Dona Ângela Morais lidera incursão pela mata em busca de plantas que serão usadas em remédios (Reprodução Facebook)

 

Uma comunidade quilombola, em Mineiros (GO), a Comunidade do Cedro, adota práticas inspiradoras de convivência harmoniosa com o Cerrado. Mantenedores de saberes ancestrais alguns moradores são mestres do preparo artesanal de medicamentos a partir do uso de plantas nativas, como Lucely Pio e Ângela Morais.

Tudo o que sabem aprenderam com seus pais e avós. Dona Lucely, a propósito, é tataraneta de Francisco Antônio de Moraes, o Chico Moleque, que em 1779 deu início à comunidade. Comprando sua liberdade e de sua família, fincou raízes na curva do Rio Verde e logo o lugar passou a acolher escravos que fugiam das fazendas do entorno.

O legado de Chico foi preservado por gerações e gerações e hoje se perpetuando até os dias atuais. Ele era um exímio conhecedor das plantas medicinais e desde então, a comunidade vem usando desses conhecimentos para desenvolver remédios caseiros que têm poder curativo.

“Mas, de forma direta, fui influenciada pela minha avó Maria Bárbara. Com cinco anos de idade eu já sabia a função de cada planta que coletava no Cerrado. Cada uma tem sua funcionalidade e até horário certo para ser colhida. Cada erva possui um ciclo que precisa ser respeitado”.

A comunidade se dedica a projetos de reflorestamento das nascentes e veredas do Quilombo Cedro (Reprodução Facebook)

Assim, todas as famílias mantêm suas hortas nos quintais de suas casas. Já em meio ao Cerrado, os moradores da Comunidade do Cedro realizam um trabalho de coleta sustentável e plantio de espécies que estão em extinção. A comunidade trabalha com 450 tipos de plantas medicinais e luta para mantê-las vivas.

Com um núcleo dedicado ao preparo artesanal de medicamentos um espaço importante da comunidade quilombola é o Centro Comunitário de Plantas Medicinais do Cerrado conhecido no povoado como “laboratório”. Foi criado para concentrar o preparo de medicamentos naturais do Cerrado.

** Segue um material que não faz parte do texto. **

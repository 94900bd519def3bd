//! Result cache
//!
//! Keyed memoization of expensive, idempotent external-call outcomes,
//! consulted before the executor runs. Entries are unbounded and expire
//! only by time, checked lazily on read; this is not an LRU.
//! Concurrent misses on the same key each recompute; the cache performs
//! no in-flight deduplication (see DESIGN.md).
//!
//! A cache outage must never fail the caller's request: the
//! [`ResultCache`] facade degrades store errors to a logged miss and the
//! caller recomputes through the executor.

use std::collections::HashMap;
use std::sync::{Arc, Mutex};
use std::time::Duration;

use async_trait::async_trait;
use serde_json::Value;
use sha2::{Digest, Sha256};
use tokio::time::Instant;
use tracing::warn;

use crate::error::Result;

/// Storage seam for cached results. In-process by default; an external
/// store (e.g. a shared key-value service) implements the same contract,
/// in which case its calls become suspension points.
#[async_trait]
pub trait CacheStore: Send + Sync {
    async fn get(&self, key: &str) -> Result<Option<Value>>;
    async fn set(&self, key: &str, value: Value, ttl: Duration) -> Result<()>;
}

#[derive(Debug)]
struct Entry {
    value: Value,
    expires_at: Instant,
}

/// Unbounded in-memory store with lazy time-based expiry.
#[derive(Debug, Default)]
pub struct MemoryStore {
    entries: Mutex<HashMap<String, Entry>>,
}

impl MemoryStore {
    pub fn new() -> Self {
        Self::default()
    }
}

#[async_trait]
impl CacheStore for MemoryStore {
    async fn get(&self, key: &str) -> Result<Option<Value>> {
        let mut entries = self.entries.lock().unwrap();
        let hit = match entries.get(key) {
            Some(entry) if Instant::now() > entry.expires_at => None,
            Some(entry) => Some(entry.value.clone()),
            None => return Ok(None),
        };
        if hit.is_none() {
            entries.remove(key);
        }
        Ok(hit)
    }

    async fn set(&self, key: &str, value: Value, ttl: Duration) -> Result<()> {
        let entry = Entry {
            value,
            expires_at: Instant::now() + ttl,
        };
        self.entries.lock().unwrap().insert(key.to_string(), entry);
        Ok(())
    }
}

/// Cache facade consulted by services wrapping expensive computations.
#[derive(Clone)]
pub struct ResultCache {
    store: Arc<dyn CacheStore>,
    default_ttl: Duration,
}

impl ResultCache {
    pub fn new(store: Arc<dyn CacheStore>, default_ttl: Duration) -> Self {
        Self { store, default_ttl }
    }

    pub fn in_memory(default_ttl: Duration) -> Self {
        Self::new(Arc::new(MemoryStore::new()), default_ttl)
    }

    pub fn default_ttl(&self) -> Duration {
        self.default_ttl
    }

    /// Look up a key. A store error is logged and reported as a miss.
    pub async fn get(&self, key: &str) -> Option<Value> {
        match self.store.get(key).await {
            Ok(hit) => hit,
            Err(err) => {
                warn!(key, error = %err, "cache read failed, treating as miss");
                None
            }
        }
    }

    /// Store a value under `key` for `ttl`. A store error is logged and
    /// swallowed; the result is simply recomputed next time.
    pub async fn set(&self, key: &str, value: Value, ttl: Duration) {
        if let Err(err) = self.store.set(key, value, ttl).await {
            warn!(key, error = %err, "cache write failed, result will be recomputed");
        }
    }

    /// [`set`](Self::set) with the configured default TTL.
    pub async fn set_default(&self, key: &str, value: Value) {
        self.set(key, value, self.default_ttl).await;
    }
}

/// Deterministic content-derived cache key.
///
/// Hashes the semantically relevant call inputs (target service and
/// operation, provider/model parts, payload) so identical requests
/// collapse to one key. Payloads are serialized through `serde_json`,
/// whose maps are key-ordered, so incidental JSON field ordering does not
/// change the key. Request ids and other incidental context must not be
/// fed in.
pub struct CacheKey {
    hasher: Sha256,
}

impl CacheKey {
    pub fn for_operation(service: &str, operation: &str) -> Self {
        let mut hasher = Sha256::new();
        hasher.update(service.as_bytes());
        hasher.update(b"\0");
        hasher.update(operation.as_bytes());
        hasher.update(b"\0");
        Self { hasher }
    }

    pub fn part(mut self, name: &str, value: &str) -> Self {
        self.hasher.update(name.as_bytes());
        self.hasher.update(b"=");
        self.hasher.update(value.as_bytes());
        self.hasher.update(b"\0");
        self
    }

    pub fn payload(mut self, payload: &Value) -> Self {
        // serde_json's Map is ordered by key, so this is canonical
        let serialized = payload.to_string();
        self.hasher.update(serialized.as_bytes());
        self.hasher.update(b"\0");
        self
    }

    pub fn finish(self) -> String {
        let digest = self.hasher.finalize();
        digest.iter().map(|b| format!("{b:02x}")).collect()
    }
}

Outra mestra que domina a tecnologia tradicional é Ângela Morais. “Aqui tem remédio de toda qualidade, para sinusites, gripes, reumatismos e vários tipos de infecções”. São 90 medicamentos com fórmulas que foram sendo aprimoradas ao longo de centenas de anos de observação das plantas e seus poderes curativos.

Segundo ela, o trabalho é feito de forma organizada. Cada dia da semana é separado para colheita, produção e preparo dos produtos naturais. E realça: “vem gente de São Paulo, Brasília, Goiânia e Curitiba para comprar nossos produtos”.

Nas hortas dos quintais são cultivadas hortaliças e plantas medicinais (Reprodução Facebook)

E a comunidade também socializa o conhecimento sobre os modos tradicionais com a realização de cursos que dentre outros temas tratam de conhecimentos sobre manejo e aplicação de plantas como medicamentos e alimentos. As multiplicadoras do conhecimento ancestral também já ajudaram na criação de mais de 200 farmácias caseiras ou comunitárias em que medicamento são vendidos a baixo custo ou doados para quem não pode pagar.

O espaço físico do Centro Comunitário de Plantas Medicinais do Cerrado representa uma melhoria de infraestrutura nos novos tempos. Mas o sentimento de comunhão é o que continua movendo, principalmente mulheres e crianças, que antes de tê-lo pronto, se reuniam mensalmente debaixo de uma mangueira para fazer os remédios.

A comunidade, integrada à Articulação Pacari, uma rede socioambiental formada por outros grupos que praticam a medicina tradicional do Cerrado orgulha-se de outro feito: em conjunto outros detentores de saberes tradicionais, idealizaram a Farmacopeia Popular do Cerrado, que é uma publicação com mais de 300 páginas que cataloga plantas medicinais do bioma, para que são usadas e formas de manejo sustentável. Ao todo 262 raizeiros contribuíram com o projeto.

O conhecimento etnobotânico da comunidade, além de estar incrustrado na cultura dos moradores, também se tornou uma importante fonte de geração de renda e trabalho para os moradores.